Quote exactly and only this range of lines in the data below: the line that holds "let position = |name: &str|" to the line that holds "let body_type = match", both included.

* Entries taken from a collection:
+++

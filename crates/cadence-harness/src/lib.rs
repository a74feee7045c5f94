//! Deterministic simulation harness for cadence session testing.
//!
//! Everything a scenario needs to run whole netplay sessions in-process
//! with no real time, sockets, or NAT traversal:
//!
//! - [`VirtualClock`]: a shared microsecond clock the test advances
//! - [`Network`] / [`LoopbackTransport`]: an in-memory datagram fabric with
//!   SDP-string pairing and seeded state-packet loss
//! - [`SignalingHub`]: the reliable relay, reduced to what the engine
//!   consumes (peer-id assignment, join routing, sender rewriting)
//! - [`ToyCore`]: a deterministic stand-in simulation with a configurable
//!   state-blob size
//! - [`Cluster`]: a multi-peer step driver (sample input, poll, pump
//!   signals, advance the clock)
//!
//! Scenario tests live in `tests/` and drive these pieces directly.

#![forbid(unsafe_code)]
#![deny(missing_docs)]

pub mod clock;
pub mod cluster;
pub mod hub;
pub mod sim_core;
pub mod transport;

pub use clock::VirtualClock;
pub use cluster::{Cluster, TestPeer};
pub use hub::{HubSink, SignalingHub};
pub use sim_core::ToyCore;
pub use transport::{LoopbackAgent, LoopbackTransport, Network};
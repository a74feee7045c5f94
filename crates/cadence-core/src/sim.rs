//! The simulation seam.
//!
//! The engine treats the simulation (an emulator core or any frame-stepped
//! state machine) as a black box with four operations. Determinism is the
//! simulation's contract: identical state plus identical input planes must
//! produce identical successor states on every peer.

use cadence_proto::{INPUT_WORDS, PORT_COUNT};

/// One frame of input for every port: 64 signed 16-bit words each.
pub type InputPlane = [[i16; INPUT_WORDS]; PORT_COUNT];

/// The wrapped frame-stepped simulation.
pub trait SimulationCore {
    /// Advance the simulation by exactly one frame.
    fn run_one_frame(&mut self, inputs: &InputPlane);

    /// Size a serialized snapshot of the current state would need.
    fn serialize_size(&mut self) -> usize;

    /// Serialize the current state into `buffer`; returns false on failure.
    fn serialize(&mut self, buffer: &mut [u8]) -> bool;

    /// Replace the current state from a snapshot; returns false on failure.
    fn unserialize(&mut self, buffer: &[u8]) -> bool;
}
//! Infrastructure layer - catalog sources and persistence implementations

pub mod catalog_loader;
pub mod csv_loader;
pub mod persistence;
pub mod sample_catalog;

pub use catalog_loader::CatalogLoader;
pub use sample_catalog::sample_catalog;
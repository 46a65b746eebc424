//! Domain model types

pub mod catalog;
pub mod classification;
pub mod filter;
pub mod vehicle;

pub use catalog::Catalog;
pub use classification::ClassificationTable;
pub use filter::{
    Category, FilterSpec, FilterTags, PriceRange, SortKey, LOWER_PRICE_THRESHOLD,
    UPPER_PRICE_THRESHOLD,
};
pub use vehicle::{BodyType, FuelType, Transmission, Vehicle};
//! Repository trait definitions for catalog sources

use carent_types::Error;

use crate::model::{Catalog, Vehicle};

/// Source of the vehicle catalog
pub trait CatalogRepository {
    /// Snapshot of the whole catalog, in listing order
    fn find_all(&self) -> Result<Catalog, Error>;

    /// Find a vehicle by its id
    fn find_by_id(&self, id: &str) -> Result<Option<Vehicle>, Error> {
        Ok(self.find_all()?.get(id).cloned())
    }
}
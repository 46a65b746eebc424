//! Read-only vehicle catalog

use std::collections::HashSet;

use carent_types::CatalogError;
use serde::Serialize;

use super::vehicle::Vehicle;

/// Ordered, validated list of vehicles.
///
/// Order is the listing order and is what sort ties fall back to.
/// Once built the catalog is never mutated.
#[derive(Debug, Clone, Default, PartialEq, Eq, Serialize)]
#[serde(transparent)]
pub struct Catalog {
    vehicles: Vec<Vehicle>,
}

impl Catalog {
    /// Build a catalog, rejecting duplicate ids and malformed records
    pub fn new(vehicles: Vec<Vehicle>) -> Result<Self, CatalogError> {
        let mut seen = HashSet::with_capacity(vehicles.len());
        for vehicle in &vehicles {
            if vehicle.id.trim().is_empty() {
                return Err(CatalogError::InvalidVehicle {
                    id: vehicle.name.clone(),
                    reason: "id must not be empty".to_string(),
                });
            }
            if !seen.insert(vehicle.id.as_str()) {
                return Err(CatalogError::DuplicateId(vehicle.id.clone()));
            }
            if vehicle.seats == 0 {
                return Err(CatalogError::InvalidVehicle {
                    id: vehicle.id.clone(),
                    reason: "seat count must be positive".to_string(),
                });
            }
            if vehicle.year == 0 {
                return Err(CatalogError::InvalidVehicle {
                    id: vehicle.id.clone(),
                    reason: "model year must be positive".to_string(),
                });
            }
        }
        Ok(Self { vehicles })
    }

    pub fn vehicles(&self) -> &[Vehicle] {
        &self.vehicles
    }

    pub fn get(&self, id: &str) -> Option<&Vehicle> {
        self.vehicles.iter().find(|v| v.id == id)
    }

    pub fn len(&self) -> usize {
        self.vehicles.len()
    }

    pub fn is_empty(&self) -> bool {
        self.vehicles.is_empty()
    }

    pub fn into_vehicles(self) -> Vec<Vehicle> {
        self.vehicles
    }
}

+++

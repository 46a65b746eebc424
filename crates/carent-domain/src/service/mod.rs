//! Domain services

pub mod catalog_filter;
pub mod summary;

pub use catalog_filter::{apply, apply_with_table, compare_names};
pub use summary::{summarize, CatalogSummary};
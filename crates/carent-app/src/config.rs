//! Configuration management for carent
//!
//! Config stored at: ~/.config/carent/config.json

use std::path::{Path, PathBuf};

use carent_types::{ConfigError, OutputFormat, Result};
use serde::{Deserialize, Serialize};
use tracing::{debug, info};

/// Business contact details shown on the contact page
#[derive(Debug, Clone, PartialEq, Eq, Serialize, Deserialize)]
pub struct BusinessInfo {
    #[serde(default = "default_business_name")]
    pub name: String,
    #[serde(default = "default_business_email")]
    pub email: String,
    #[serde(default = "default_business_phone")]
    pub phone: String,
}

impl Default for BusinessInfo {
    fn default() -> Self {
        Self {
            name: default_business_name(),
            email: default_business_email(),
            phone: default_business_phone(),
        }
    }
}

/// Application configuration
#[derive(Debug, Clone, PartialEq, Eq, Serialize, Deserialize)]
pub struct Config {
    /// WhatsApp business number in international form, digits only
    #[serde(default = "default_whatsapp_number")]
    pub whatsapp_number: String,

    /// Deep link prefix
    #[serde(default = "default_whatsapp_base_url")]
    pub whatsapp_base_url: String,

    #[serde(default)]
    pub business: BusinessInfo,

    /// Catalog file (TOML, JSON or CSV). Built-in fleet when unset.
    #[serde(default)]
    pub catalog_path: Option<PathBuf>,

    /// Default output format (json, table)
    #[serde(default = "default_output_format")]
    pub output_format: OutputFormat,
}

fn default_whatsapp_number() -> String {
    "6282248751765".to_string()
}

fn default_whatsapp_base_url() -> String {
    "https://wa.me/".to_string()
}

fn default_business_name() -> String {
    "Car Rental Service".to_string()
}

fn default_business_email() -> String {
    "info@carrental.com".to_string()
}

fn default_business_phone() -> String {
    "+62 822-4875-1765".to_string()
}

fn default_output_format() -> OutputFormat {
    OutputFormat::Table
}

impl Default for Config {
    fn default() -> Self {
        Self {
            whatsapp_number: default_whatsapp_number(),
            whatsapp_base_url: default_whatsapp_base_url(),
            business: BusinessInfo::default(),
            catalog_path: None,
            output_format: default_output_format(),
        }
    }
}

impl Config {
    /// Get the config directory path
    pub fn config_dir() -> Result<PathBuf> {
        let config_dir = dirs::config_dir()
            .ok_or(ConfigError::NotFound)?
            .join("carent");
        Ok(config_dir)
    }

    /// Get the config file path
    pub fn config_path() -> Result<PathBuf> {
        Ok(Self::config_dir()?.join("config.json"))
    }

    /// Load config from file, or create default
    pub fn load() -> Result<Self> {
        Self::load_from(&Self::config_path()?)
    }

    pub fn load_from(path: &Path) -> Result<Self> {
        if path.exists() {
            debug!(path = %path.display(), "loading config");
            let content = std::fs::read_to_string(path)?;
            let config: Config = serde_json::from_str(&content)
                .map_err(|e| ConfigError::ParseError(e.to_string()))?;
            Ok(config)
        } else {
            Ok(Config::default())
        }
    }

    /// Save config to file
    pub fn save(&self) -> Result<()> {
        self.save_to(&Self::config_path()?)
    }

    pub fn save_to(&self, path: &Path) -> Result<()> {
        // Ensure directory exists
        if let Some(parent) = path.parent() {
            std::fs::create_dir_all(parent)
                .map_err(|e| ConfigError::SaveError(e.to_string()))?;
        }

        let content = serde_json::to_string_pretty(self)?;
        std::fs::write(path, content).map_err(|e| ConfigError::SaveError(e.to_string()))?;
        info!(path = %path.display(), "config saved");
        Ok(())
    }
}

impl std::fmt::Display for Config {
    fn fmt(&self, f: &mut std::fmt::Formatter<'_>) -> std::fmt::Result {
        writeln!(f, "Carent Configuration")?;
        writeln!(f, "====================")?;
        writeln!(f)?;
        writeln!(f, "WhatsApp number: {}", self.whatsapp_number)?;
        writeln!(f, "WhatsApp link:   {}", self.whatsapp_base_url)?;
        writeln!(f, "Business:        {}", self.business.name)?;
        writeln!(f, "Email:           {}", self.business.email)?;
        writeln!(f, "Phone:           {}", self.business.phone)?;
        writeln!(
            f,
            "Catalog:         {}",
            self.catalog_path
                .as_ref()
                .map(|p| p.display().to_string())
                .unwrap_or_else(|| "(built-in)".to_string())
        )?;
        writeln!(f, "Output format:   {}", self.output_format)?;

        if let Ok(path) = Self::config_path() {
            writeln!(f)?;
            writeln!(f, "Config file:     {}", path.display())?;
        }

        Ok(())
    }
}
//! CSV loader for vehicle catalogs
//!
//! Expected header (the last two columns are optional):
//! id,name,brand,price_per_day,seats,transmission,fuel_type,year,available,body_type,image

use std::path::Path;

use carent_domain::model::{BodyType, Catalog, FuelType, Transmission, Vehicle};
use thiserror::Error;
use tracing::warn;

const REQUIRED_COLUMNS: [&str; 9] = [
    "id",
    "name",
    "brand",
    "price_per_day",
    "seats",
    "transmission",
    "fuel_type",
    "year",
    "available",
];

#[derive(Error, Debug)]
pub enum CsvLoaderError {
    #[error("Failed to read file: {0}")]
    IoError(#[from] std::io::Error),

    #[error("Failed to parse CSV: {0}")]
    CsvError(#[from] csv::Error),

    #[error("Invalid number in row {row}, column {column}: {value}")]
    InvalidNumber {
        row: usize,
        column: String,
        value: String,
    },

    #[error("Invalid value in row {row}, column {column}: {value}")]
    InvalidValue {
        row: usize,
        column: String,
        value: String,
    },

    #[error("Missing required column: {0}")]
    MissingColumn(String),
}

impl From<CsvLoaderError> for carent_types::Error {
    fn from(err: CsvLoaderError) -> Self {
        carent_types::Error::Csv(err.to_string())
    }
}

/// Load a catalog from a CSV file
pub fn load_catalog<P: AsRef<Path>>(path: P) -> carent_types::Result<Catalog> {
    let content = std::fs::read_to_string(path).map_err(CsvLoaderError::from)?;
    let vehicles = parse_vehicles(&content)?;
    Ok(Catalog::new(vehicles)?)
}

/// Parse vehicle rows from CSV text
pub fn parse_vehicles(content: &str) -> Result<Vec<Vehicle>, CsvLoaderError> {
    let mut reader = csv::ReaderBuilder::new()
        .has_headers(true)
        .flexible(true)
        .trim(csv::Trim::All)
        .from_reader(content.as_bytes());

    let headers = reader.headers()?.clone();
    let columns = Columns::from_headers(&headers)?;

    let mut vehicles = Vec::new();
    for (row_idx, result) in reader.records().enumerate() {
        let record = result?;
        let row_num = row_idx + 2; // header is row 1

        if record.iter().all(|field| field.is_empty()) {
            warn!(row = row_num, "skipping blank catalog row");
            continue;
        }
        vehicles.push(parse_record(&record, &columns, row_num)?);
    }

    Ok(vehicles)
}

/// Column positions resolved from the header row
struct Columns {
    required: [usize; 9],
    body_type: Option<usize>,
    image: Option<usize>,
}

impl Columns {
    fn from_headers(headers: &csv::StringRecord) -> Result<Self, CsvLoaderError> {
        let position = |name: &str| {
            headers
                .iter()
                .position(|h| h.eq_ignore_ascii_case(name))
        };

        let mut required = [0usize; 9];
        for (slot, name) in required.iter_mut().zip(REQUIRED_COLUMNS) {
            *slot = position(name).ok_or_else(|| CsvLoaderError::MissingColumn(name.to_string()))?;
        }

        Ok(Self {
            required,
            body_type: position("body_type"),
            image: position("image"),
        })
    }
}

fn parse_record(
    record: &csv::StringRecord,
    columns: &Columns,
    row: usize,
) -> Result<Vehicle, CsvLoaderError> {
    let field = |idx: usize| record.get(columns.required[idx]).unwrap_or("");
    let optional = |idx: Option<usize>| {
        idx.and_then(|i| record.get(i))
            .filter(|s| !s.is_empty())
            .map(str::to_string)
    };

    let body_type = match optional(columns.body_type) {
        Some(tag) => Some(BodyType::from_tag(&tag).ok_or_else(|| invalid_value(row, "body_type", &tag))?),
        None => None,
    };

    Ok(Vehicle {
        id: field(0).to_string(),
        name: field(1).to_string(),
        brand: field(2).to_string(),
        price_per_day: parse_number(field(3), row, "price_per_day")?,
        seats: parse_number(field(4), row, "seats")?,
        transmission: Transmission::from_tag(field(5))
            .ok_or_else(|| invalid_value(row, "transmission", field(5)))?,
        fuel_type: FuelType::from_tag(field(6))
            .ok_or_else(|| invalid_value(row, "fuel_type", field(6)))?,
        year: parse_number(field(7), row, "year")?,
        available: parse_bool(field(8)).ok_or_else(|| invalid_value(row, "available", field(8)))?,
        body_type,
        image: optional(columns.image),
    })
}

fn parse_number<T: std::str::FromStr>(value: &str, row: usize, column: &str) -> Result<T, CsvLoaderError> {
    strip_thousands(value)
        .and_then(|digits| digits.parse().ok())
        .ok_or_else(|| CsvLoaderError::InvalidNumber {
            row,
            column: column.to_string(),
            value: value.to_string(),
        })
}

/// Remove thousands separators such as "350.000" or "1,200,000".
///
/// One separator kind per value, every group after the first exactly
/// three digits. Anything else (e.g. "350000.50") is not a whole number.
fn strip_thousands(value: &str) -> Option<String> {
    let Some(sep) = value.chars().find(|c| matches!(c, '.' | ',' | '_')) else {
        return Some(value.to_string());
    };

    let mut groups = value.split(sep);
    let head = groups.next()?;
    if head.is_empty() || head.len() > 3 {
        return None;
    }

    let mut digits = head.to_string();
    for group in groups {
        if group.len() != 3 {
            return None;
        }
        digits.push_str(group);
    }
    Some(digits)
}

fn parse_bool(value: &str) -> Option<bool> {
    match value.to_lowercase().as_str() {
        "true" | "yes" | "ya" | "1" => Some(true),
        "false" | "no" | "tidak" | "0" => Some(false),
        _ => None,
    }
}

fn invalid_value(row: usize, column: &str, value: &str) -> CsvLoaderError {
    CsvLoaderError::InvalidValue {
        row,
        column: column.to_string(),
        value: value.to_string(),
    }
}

+++

* ANSWER TO THIS TASK:
        let position = |name: &str| {
            headers
                .iter()
                .position(|h| h.eq_ignore_ascii_case(name))
        };

        let mut required = [0usize; 9];
        for (slot, name) in required.iter_mut().zip(REQUIRED_COLUMNS) {
            *slot = position(name).ok_or_else(|| CsvLoaderError::MissingColumn(name.to_string()))?;
        }

        Ok(Self {
            required,
            body_type: position("body_type"),
            image: position("image"),
        })
    }
}

fn parse_record(
    record: &csv::StringRecord,
    columns: &Columns,
    row: usize,
) -> Result<Vehicle, CsvLoaderError> {
    let field = |idx: usize| record.get(columns.required[idx]).unwrap_or("");
    let optional = |idx: Option<usize>| {
        idx.and_then(|i| record.get(i))
            .filter(|s| !s.is_empty())
            .map(str::to_string)
    };

    let body_type = match optional(columns.body_type) {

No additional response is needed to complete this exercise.